Manufacturer of Universes

Flavia Busatta

Emilio Salgari is the creator of the Italian imaginary Indian, a mythical character who haunts the audience at the lectures about Native Americans in Italy. It is him who teaches us the fairy tale about the mustangs as thoroughbred horses, creates the image of an excessive, panic American nature, paints the icon on the "nice buffalo family", depicts the Indians as ferine and extreme and the cowboys as brave and tough. Nature seen as hostile to human progress and something to tame, however, demonstrates the urban, Catholic mold of Salgari, who does not believe in the lost Eden any longer. Salgari's racism and eurocentrism is shared by writers of Indians from Cooper to Verne, from Chateaubriand to Karl May. Indeed in his works the capital sin is miscegenation, the medley of races, a sin that causes only mourning and fierce revenges. Racism, also emphasized by a notable splatter effect, affects equally both the Whites and the Indians, but above all the English. That is understandable in view of the period (1883-1911); in those years Britain opposed the colonial aims of the new-born Kingdom of Italy. Another element of the atmosphere of that time can be noted in the author's adhesion to superhuman characters, extreme feelings such as revenge, hatred, furious passion and "beautiful" death (he looked for the last one, in a way, with his suicide). In his works the image of the Indian appears a disgraceful collage of tribes and cultures. In this collage, indigenous or foreign words are used to give an appearance of truth to the story, trogh their exotic sounds, to stress the savagery of the Natives, because "savage peoples" have uneducated tongues.

 

The patchwork Indian

Francesco Spagna

"La sovrana del Campo d'Oro" (The Queen of the Golden Field) by E. Salgari is a well-built story that, for piling up all the western stereotypes. Becomes a bit boring after a while. The message given by the author is clearly racist, not only against the Indians, but in general against miscegenation in America. Even if the Indians seem to be incurable savages, Salgari, for some aspects, gives a correct reading of the Indian issues, and this is an evidence that his sources, though of second or third hands, were of quality. He was a passionate library-goer and it seems that he made friends ith the seamen of the port of Genoa, looking for exotic information. In this context it is interesting the description of the reservation Indians, who are, to the main character's eyes, only soothed, ragged people. This passage, moreover, reveals that no future is granted to the losers, whose wild nature gives only inauspicious outcomes. In order to find the fascinating ambivalence of the "savage" again, we have to wait for the appearance of the still free, irreducible Indian characters in this and other novels by Salgari.

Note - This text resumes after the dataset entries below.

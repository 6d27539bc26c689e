use axum::{debug_handler, extract::State, response::Redirect};
use tower_sessions::Session;

use crate::{session::ChatRegistry, AppResult, AppState};

#[debug_handler(state = AppState)]
pub(crate) async fn invite(
    State(chats): State<ChatRegistry>,
    session: Session,
) -> AppResult<Redirect> {
    let Some(chat) = chats.find(&session).await? else {
        return Ok(Redirect::to("/"));
    };
    if chat.lock().await.is_registered() {
        chat.invite_guest().await;
    }

    Ok(Redirect::to("/"))
}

Even if the sources might be honest, Salgari's descriptions act according to the principle for which the complexity of other cultures is mixed up in a cultural meat ball, if not annihilated. As far as the historical data are concerned, it must be said that the episode of Sand Creek is correctly represented, doing some justice to the Indians. Moreover, there is a precious piece of information such as "La fenice dei Ceroki"(sic!, The Cherokee Phoenix), which makes us appreciate once again Salgari's passion for documentary research.

 

Sherman Alexie and the Reservation Blues

Wilma Ricci

Sherman Alexie, young poet and writer, already known to the Italian public for his collection of short stories published by Frassinelli (1995), The Lone Ranger and Tonto fistfight in Heaven, with this novel, Reservation Blues (Frassinelli, 1996), offers us a crude as well as lyric representation of the dramatic life in an Indian reservation. An intense narration, where the sadness for past, present and future life fully justifies the blues reference of the title. Le story tells the adventures of a rickety Indian band, which makes up and breaks up around a magical guitar, among collective and individual dramas, in the bare frame of the reservation.